Frolic answered 26/10, 2010 at 1:38 Comment(3)

This was the only way that worked for me, tried interrupting with while not some_flag, with server.shutdown(). Only socket.close() achieved the desired. – Maynord 29/10, 2011 at 9:51

I had the same issue. I believe that my issue was that I was trying to call server.shutdown() from the inside handler and that sequence results in a deadlock since I suspect that the server is waiting for the handler to complete before returning from the shutdown() call. The downside to this is that I get a scary-looking exception printed on stdout that I'd like to suppress somehow. – Pampas 25/2, 2012 at 0:34

I've tried this but it throws exception. recent version have shutdown() function exported. – Corrosion 19/1, 2015 at 22:14

This is a simplified version of Helgi's answer for python 3.7:

import threading
import time
from http.server import ThreadingHTTPServer, SimpleHTTPRequestHandler


class MyServer(threading.Thread):
    def run(self):
        self.server = ThreadingHTTPServer(('localhost', 8000), SimpleHTTPRequestHandler)
        self.server.serve_forever()
    def stop(self):
        self.server.shutdown()


if __name__ == '__main__':
    s = MyServer()
    s.start()
    print('thread alive:', s.is_alive())  # True
    time.sleep(2)
    s.stop()
    print('thread alive:', s.is_alive())  # False

Altagraciaaltaic answered 20/10, 2020 at 3:42 Comment(4)

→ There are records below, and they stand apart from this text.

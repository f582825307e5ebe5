use std::sync::Arc;

use crate::core::errors::{PgpError, Result};
use crate::core::models::key::Key;
use crate::core::models::key_details::KeyDetails;
use crate::core::traits::backend::{BackendSession, CryptoBackend, Protocol};
use crate::core::traits::key_details_loader::KeyDetailsLoader;

/// Run one listing in its own session and drain it.
///
/// A listing that fails to start is an error. A listing that fails part way
/// through returns the keys collected before the failure. Keys without a
/// fingerprint are skipped.
pub fn fetch_keys<B: CryptoBackend>(
    backend: &B,
    pattern: &str,
    secret_only: bool,
) -> Result<Vec<Key>> {
    let mut session = backend
        .open_session(Protocol::OpenPgp)
        .map_err(|e| PgpError::KeyListingFailed {
            reason: format!("could not open {} session: {e}", backend.name()),
        })?;

    let listing = session
        .start_key_listing(pattern, secret_only)
        .map_err(|e| PgpError::KeyListingFailed {
            reason: e.to_string(),
        })?;

    let mut keys = Vec::new();
    for item in listing {
        match item {
            Ok(key) if key.fingerprint.is_empty() => {
                tracing::debug!(pattern, key_id = %key.key_id, "skipping key without fingerprint");
            }
            Ok(key) => keys.push(key),
            Err(e) => {
                tracing::debug!(
                    pattern,
                    collected = keys.len(),
                    "key listing ended early: {e}"
                );
                break;
            }
        }
    }
    Ok(keys)
}

/// Holds the keys discovered on the host as `KeyDetails`.
///
/// The snapshot is replaced wholesale by every `load_keys` call. Mutation
/// takes `&mut self`; share a registry across threads behind a lock.
pub struct KeyRegistry<B: CryptoBackend, L: KeyDetailsLoader> {
    backend: Arc<B>,
    loader: L,
    keys: Vec<KeyDetails>,
    selected_key_index: Option<usize>,
    last_load_error: Option<PgpError>,
}

impl<B: CryptoBackend, L: KeyDetailsLoader> KeyRegistry<B, L> {
    /// Create a registry and run an unfiltered discovery pass.
    ///
    /// This blocks until the backend has listed every key on the host. A
    /// failed pass does not fail construction; see `last_load_error`.
    pub fn new(backend: Arc<B>, loader: L) -> Self {
        let mut registry = Self {
            backend,
            loader,
            keys: Vec::new(),
            selected_key_index: None,
            last_load_error: None,
        };
        // Recorded in `last_load_error`.
        let _ = registry.load_keys("");
        registry
    }

    /// List keys matching `pattern` (empty = all keys).
    ///
    /// A listing that fails to start is logged and yields no keys. Use
    /// `try_list_keys` to tell the two apart.
    pub fn list_keys(&self, pattern: &str) -> Vec<Key> {
        self.try_list_keys(pattern).unwrap_or_else(|e| {
            tracing::warn!(pattern, "key listing failed: {e}");
            Vec::new()
        })
    }

    pub fn try_list_keys(&self, pattern: &str) -> Result<Vec<Key>> {
        fetch_keys(self.backend.as_ref(), pattern, false)
    }

    /// List only keys whose secret part is available.
    pub fn list_secret_keys(&self, pattern: &str) -> Result<Vec<Key>> {
        fetch_keys(self.backend.as_ref(), pattern, true)
    }

    /// Replace the snapshot with the keys matching `pattern`.
    ///
    /// Returns the number of keys loaded. When nothing is found the
    /// snapshot is left empty and the error is also kept in
    /// `last_load_error`.
    pub fn load_keys(&mut self, pattern: &str) -> Result<usize> {
        self.keys.clear();
        self.last_load_error = None;

        let keys = match self.try_list_keys(pattern) {
            Ok(keys) if keys.is_empty() => {
                return Err(self.record_load_error(PgpError::NoKeysFound {
                    pattern: pattern.to_string(),
                }));
            }
            Ok(keys) => keys,
            Err(e) => return Err(self.record_load_error(e)),
        };

        self.keys = keys.iter().map(|k| self.loader.load(k)).collect();
        tracing::info!(pattern, count = self.keys.len(), "loaded keys");
        Ok(self.keys.len())
    }

    fn record_load_error(&mut self, err: PgpError) -> PgpError {
        tracing::warn!("key load failed: {err}");
        let returned = match &err {
            PgpError::NoKeysFound { pattern } => PgpError::NoKeysFound {
                pattern: pattern.clone(),
            },
            PgpError::KeyListingFailed { reason } => PgpError::KeyListingFailed {
                reason: reason.clone(),
            },
            other => PgpError::KeyListingFailed {
                reason: other.to_string(),
            },
        };
        self.last_load_error = Some(err);
        returned
    }

    pub fn keys(&self) -> &[KeyDetails] {
        &self.keys
    }

    pub fn num_keys(&self) -> usize {
        self.keys.len()
    }

    /// Error from the most recent `load_keys`, if it failed.
    pub fn last_load_error(&self) -> Option<&PgpError> {
        self.last_load_error.as_ref()
    }

    pub fn find_by_fingerprint(&self, fingerprint: &str) -> Option<&KeyDetails> {
        self.keys.iter().find(|d| d.fingerprint() == fingerprint)
    }

    /// The raw cursor, which may be stale after a reload.
    pub fn selected_key_index(&self) -> Option<usize> {
        self.selected_key_index
    }

    /// Point the cursor at a loaded key. Out-of-range indices are rejected.
    pub fn set_selected_key_index(&mut self, index: usize) -> Result<()> {
        if index >= self.keys.len() {
            return Err(PgpError::InvalidSelection {
                index,
                available: self.keys.len(),
            });
        }
        self.selected_key_index = Some(index);
        Ok(())
    }

    pub fn clear_selection(&mut self) {
        self.selected_key_index = None;
    }

    /// The selected key, checked against the current snapshot.
    pub fn selected_key(&self) -> Option<&KeyDetails> {
        self.selected_key_index.and_then(|i| self.keys.get(i))
    }
}
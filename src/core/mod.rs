pub mod errors;
pub mod models;
pub mod services;
pub mod traits;

#[cfg(test)]
pub(crate) mod test_support;
use crate::core::models::key::Key;
use crate::core::models::key_details::KeyDetails;

/// Selects the one key that matches caller-supplied criteria.
///
/// Matching is literal: no case folding, no whitespace trimming. Scans run
/// in whatever order the backend listed the keys and stop at the first hit.
pub struct KeyResolver;

impl KeyResolver {
    /// True iff `mail_address` is a substring of at least one of the key's
    /// mail addresses. Always false for a key without mail addresses.
    pub fn is_preferred_key(details: &KeyDetails, mail_address: &str) -> bool {
        details
            .mail_addresses()
            .iter()
            .any(|mail| mail.contains(mail_address))
    }

    /// All keys preferred for `mail_address`, in listing order.
    pub fn preferred_keys<'a>(
        keys: &'a [KeyDetails],
        mail_address: &'a str,
    ) -> impl Iterator<Item = &'a KeyDetails> + 'a {
        keys.iter()
            .filter(move |d| Self::is_preferred_key(d, mail_address))
    }

    /// First key whose primary fingerprint equals `fingerprint` exactly.
    pub fn find_by_fingerprint(keys: Vec<Key>, fingerprint: &str) -> Option<Key> {
        keys.into_iter().find(|k| k.fingerprint == fingerprint)
    }
}
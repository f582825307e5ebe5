use std::path::Path;

use pgpmate::config::app_config::AppConfig;
use pgpmate::{PgpError, Result};

use crate::cli::context;
use crate::cli::KeySelection;

/// Execute the `pgpmate decrypt` command.
///
/// Prints the plaintext to stdout. gpg-agent may prompt for the key's
/// passphrase; the call blocks until it is answered.
pub fn execute(config: &AppConfig, selection: &KeySelection, input: Option<&Path>) -> Result<()> {
    let text = context::read_input(input)?;
    let mut service = context::build_service(config)?;

    let (fingerprint, _) = context::resolve_key(&mut service, selection, config)?.ok_or_else(
        || PgpError::InvalidConfig {
            detail: "No key selected. Use --fingerprint or --key-index.".into(),
        },
    )?;

    let result = service.decrypt(&text, &fingerprint);
    context::emit(result, &format!("Decrypted with {fingerprint}"))
}
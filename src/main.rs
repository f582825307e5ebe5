mod cli;

use clap::Parser;
use tracing_subscriber::{layer::SubscriberExt, util::SubscriberInitExt};

use cli::{Cli, Commands};

fn main() {
    let args = Cli::parse();

    if args.verbose {
        init_logging();
    }
    cli::context::init(args.quiet);

    let result = cli::context::load_config(&args).and_then(|config| match &args.command {
        Commands::Keys {
            pattern,
            mail,
            secret,
            json,
        } => cli::commands::keys::execute(
            &config,
            pattern.as_deref(),
            mail.as_deref(),
            *secret,
            *json,
        ),
        Commands::Encrypt {
            selection,
            recipient,
            symmetric,
            input,
        } => cli::commands::encrypt::execute(
            &config,
            selection,
            recipient.as_deref(),
            *symmetric,
            input.as_deref(),
        ),
        Commands::Decrypt { selection, input } => {
            cli::commands::decrypt::execute(&config, selection, input.as_deref())
        }
    });

    if let Err(e) = result {
        cli::output::error(&format!("Error: {e}"));
        std::process::exit(1);
    }
}

/// Route `tracing` events to stderr. `RUST_LOG` overrides the default filter.
fn init_logging() {
    tracing_subscriber::registry()
        .with(
            tracing_subscriber::EnvFilter::try_from_default_env()
                .unwrap_or_else(|_| "pgpmate=debug".into()),
        )
        .with(tracing_subscriber::fmt::layer().with_writer(std::io::stderr))
        .init();
}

Nice answer. Tested on 3.7 and works like a charm. – Alenaalene 6/5, 2021 at 6:20

Very nice answer. The best one. This changed my whole day. Thanks a lot. – Proxy 4/1, 2022 at 20:36

Super answer, works on Python 3.8.2. Thank you very much! – Christabella 31/5, 2022 at 6:20

The example works great. One thing to add: Often a web server is shut down from the outside using a signal. If the signal handler calls server.shutdown() you may end in a deadlock as you have no control about what Thread handles the signal (and you must not call shutdown() from the server thread). Possible solution (works for me): Thread(target=myServer.shutdown).start() in the signal handler. – Pride 13/12, 2023 at 19:44

In python 2.7, calling shutdown() works but only if you are serving via serve_forever, because it uses async select and a polling loop. Running your own loop with handle_request() ironically excludes this functionality because it implies a dumb blocking call.

From SocketServer.py's BaseServer:

def serve_forever(self, poll_interval=0.5):
    """Handle one request at a time until shutdown.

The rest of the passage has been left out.